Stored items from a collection

◇ ◇ ◇

//! ウィジェット
//!
//! ウィジェットは名前付きの編集操作。組み込みもアプリケーション定義も
//! 同じ `WidgetRegistry::register` で登録され、同じ名前空間を共有する。

pub mod builtin;
pub mod names;

use crate::error::Result;
use crate::reader::EditContext;
use std::borrow::Cow;
use std::collections::HashMap;
use std::fmt;
use std::sync::Arc;

/// ウィジェットの識別子
#[derive(Debug, Clone, PartialEq, Eq, Hash, PartialOrd, Ord)]
pub struct WidgetName(Cow<'static, str>);

impl WidgetName {
    pub const fn from_static(name: &'static str) -> Self {
        Self(Cow::Borrowed(name))
    }

    pub fn as_str(&self) -> &str {
        &self.0
    }
}

impl From<&str> for WidgetName {
    fn from(name: &str) -> Self {
        Self(Cow::Owned(name.to_string()))
    }
}

impl From<String> for WidgetName {
    fn from(name: String) -> Self {
        Self(Cow::Owned(name))
    }
}

impl From<&WidgetName> for WidgetName {
    fn from(name: &WidgetName) -> Self {
        name.clone()
    }
}

impl AsRef<str> for WidgetName {
    fn as_ref(&self) -> &str {
        self.as_str()
    }
}

impl fmt::Display for WidgetName {
    fn fmt(&self, f: &mut fmt::Formatter<'_>) -> fmt::Result {
        f.write_str(self.as_str())
    }
}

/// ウィジェット実行後にディスパッチャへ返す指示
#[derive(Debug, Clone, Copy, PartialEq, Eq)]
pub enum WidgetOutcome {
    /// 読み取りを続ける
    Continue,
    /// 行を確定して返す
    Accept,
    /// 行を破棄して中断する
    Abort,
}

/// viオペレータと組み合わせたときの範囲の扱い
#[derive(Debug, Clone, Copy, PartialEq, Eq)]
pub enum MotionKind {
    /// 移動先の文字を含まない
    Exclusive,
    /// 移動先の文字を含む
    Inclusive,
    /// 行全体
    Linewise,
}

/// ウィジェットの処理本体
pub type WidgetFn = dyn Fn(&mut EditContext<'_>) -> Result<WidgetOutcome> + Send + Sync;

/// 登録されたウィジェット
#[derive(Clone)]
pub struct Widget {
    handler: Arc<WidgetFn>,
    records_undo: bool,
    motion: Option<MotionKind>,
}

impl Widget {
    pub fn new<F>(handler: F) -> Self
    where
        F: Fn(&mut EditContext<'_>) -> Result<WidgetOutcome> + Send + Sync + 'static,
    {
        Self {
            handler: Arc::new(handler),
            records_undo: true,
            motion: None,
        }
    }

    /// 実行前のスナップショットをアンドゥ履歴に積まない
    pub fn without_undo(mut self) -> Self {
        self.records_undo = false;
        self
    }

    /// viオペレータの移動先として使えるウィジェットにする
    pub fn motion(mut self, kind: MotionKind) -> Self {
        self.motion = Some(kind);
        self
    }

    pub fn records_undo(&self) -> bool {
        self.records_undo
    }

    pub fn motion_kind(&self) -> Option<MotionKind> {
        self.motion
    }

    pub fn call(&self, ctx: &mut EditContext<'_>) -> Result<WidgetOutcome> {
        (self.handler)(ctx)
    }
}

impl fmt::Debug for Widget {
    fn fmt(&self, f: &mut fmt::Formatter<'_>) -> fmt::Result {
        f.debug_struct("Widget")
            .field("records_undo", &self.records_undo)
            .field("motion", &self.motion)
            .finish_non_exhaustive()
    }
}

/// 名前からウィジェットを引く表
#[derive(Debug, Clone, Default)]
pub struct WidgetRegistry {
    widgets: HashMap<WidgetName, Widget>,
}

impl WidgetRegistry {
    /// 空のレジストリ
    pub fn new() -> Self {
        Self::default()
    }

    /// 組み込みウィジェットを登録済みのレジストリ
    pub fn with_builtins() -> Self {
        let mut registry = Self::new();
        builtin::register_all(&mut registry);
        registry
    }

    /// 登録（同名があれば置き換えて古い方を返す）
    pub fn register(&mut self, name: impl Into<WidgetName>, widget: Widget) -> Option<Widget> {
        self.widgets.insert(name.into(), widget)
    }

    /// 既存ウィジェットに別名を付ける
    pub fn alias(&mut self, alias: impl Into<WidgetName>, target: &WidgetName) -> bool {
        match self.widgets.get(target).cloned() {
            Some(widget) => {
                self.widgets.insert(alias.into(), widget);
                true
            }
            None => false,
        }
    }

    pub fn unregister(&mut self, name: &WidgetName) -> Option<Widget> {
        self.widgets.remove(name)
    }

    pub fn get(&self, name: &WidgetName) -> Option<&Widget> {
        self.widgets.get(name)
    }

    pub fn contains(&self, name: &WidgetName) -> bool {
        self.widgets.contains_key(name)
    }

    /// 登録名一覧（ソート済み）
    pub fn names(&self) -> Vec<&WidgetName> {
        let mut names: Vec<&WidgetName> = self.widgets.keys().collect();
        names.sort();
        names
    }

    pub fn len(&self) -> usize {
        self.widgets.len()
    }

    pub fn is_empty(&self) -> bool {
        self.widgets.is_empty()
    }
}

◇ ◇ ◇

* [Work request] Filter these records, keeping every line where the word "derive" occurs.

* [Answer section]
#[derive(Debug, Clone, PartialEq, Eq, Hash, PartialOrd, Ord)]
#[derive(Debug, Clone, Copy, PartialEq, Eq)]
#[derive(Debug, Clone, Copy, PartialEq, Eq)]
#[derive(Clone)]
#[derive(Debug, Clone, Default)]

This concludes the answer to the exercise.